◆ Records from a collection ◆
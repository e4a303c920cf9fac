//! Read dispatch by consistency mode.

use std::sync::Arc;
use std::time::Duration;

use rand::seq::SliceRandom;
use tracing::debug;
use url::Url;

use crate::address::ResolvedReplicas;
use crate::config::ClientConfig;
use crate::consistency::{call_replica, QuorumReader, ReadMode};
use crate::error::ReplicaError;
use crate::request::{ServiceRequest, StoreResponse};
use crate::transport::Transport;

/// Serves reads at the mode's consistency guarantee.
pub struct ConsistencyReader {
    transport: Arc<dyn Transport>,
    quorum: QuorumReader,
    call_timeout: Duration,
}

impl ConsistencyReader {
    /// Create a reader.
    pub fn new(transport: Arc<dyn Transport>, config: &ClientConfig) -> Self {
        Self {
            quorum: QuorumReader::new(
                transport.clone(),
                config.quorum.clone(),
                config.replica_call_timeout,
            ),
            transport,
            call_timeout: config.replica_call_timeout,
        }
    }

    /// Read `request` from `replicas` in `mode`.
    pub async fn read(
        &self,
        request: &mut ServiceRequest,
        replicas: &ResolvedReplicas,
        mode: ReadMode,
        replica_set_size: usize,
    ) -> Result<StoreResponse, ReplicaError> {
        match mode {
            ReadMode::Primary => self.read_primary(request, replicas).await,
            ReadMode::Strong => self.quorum.read(request, replicas, replica_set_size, true).await,
            ReadMode::BoundedStaleness => {
                self.quorum
                    .read(request, replicas, replica_set_size, false)
                    .await
            }
            ReadMode::Session => self.read_session(request, replicas).await,
            ReadMode::Any => self.read_any(request, replicas).await,
        }
    }

    async fn read_primary(
        &self,
        request: &mut ServiceRequest,
        replicas: &ResolvedReplicas,
    ) -> Result<StoreResponse, ReplicaError> {
        let Some(primary) = &replicas.primary else {
            return Err(ReplicaError::gone(
                "no primary to read from",
                replicas.all.iter().map(Url::to_string).collect(),
            ));
        };
        let response =
            call_replica(self.transport.as_ref(), primary, request, self.call_timeout).await?;
        request.context.observe(&response);
        Ok(response)
    }

    /// First replica, in random order, whose LSN has reached the session LSN.
    async fn read_session(
        &self,
        request: &mut ServiceRequest,
        replicas: &ResolvedReplicas,
    ) -> Result<StoreResponse, ReplicaError> {
        let session_lsn = request.session_lsn();
        let mut best_lsn = None;
        let mut lagging = false;
        let mut last_error = None;

        for uri in shuffled(replicas) {
            match call_replica(self.transport.as_ref(), &uri, request, self.call_timeout).await {
                Ok(response) => {
                    request.context.observe(&response);
                    if session_lsn.map_or(true, |required| response.lsn >= required) {
                        return Ok(response);
                    }
                    debug!(
                        request = request.id(),
                        uri = %uri,
                        lsn = response.lsn,
                        session_lsn = ?session_lsn,
                        "replica behind session"
                    );
                    best_lsn = best_lsn.max(Some(response.lsn));
                    lagging = true;
                }
                Err(ReplicaError::SessionNotAvailable { .. }) => lagging = true,
                Err(err) if err.is_replica_local() => last_error = Some(err),
                Err(err) => return Err(err),
            }
        }

        if lagging {
            return Err(ReplicaError::SessionNotAvailable {
                session_lsn,
                best_lsn,
            });
        }
        Err(exhausted(replicas, last_error))
    }

    /// Any replica, failing over on replica-local errors.
    async fn read_any(
        &self,
        request: &mut ServiceRequest,
        replicas: &ResolvedReplicas,
    ) -> Result<StoreResponse, ReplicaError> {
        let mut last_error = None;
        for uri in shuffled(replicas) {
            match call_replica(self.transport.as_ref(), &uri, request, self.call_timeout).await {
                Ok(response) => {
                    request.context.observe(&response);
                    return Ok(response);
                }
                Err(err) if err.is_replica_local() => {
                    debug!(
                        request = request.id(),
                        uri = %uri,
                        error = %err,
                        "failing over to next replica"
                    );
                    last_error = Some(err);
                }
                Err(err) => return Err(err),
            }
        }
        Err(exhausted(replicas, last_error))
    }
}

fn shuffled(replicas: &ResolvedReplicas) -> Vec<Url> {
    let mut uris = replicas.all.clone();
    uris.shuffle(&mut rand::thread_rng());
    uris
}

fn exhausted(replicas: &ResolvedReplicas, last_error: Option<ReplicaError>) -> ReplicaError {
    last_error.unwrap_or_else(|| {
        ReplicaError::gone(
            "no replica answered",
            replicas.all.iter().map(Url::to_string).collect(),
        )
    })
}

◆ Instructions for the task ◆
Search the entries for the word "ConsistencyReader". Copy each line where it appears.

◆ Exercise answer ◆
pub struct ConsistencyReader {
impl ConsistencyReader {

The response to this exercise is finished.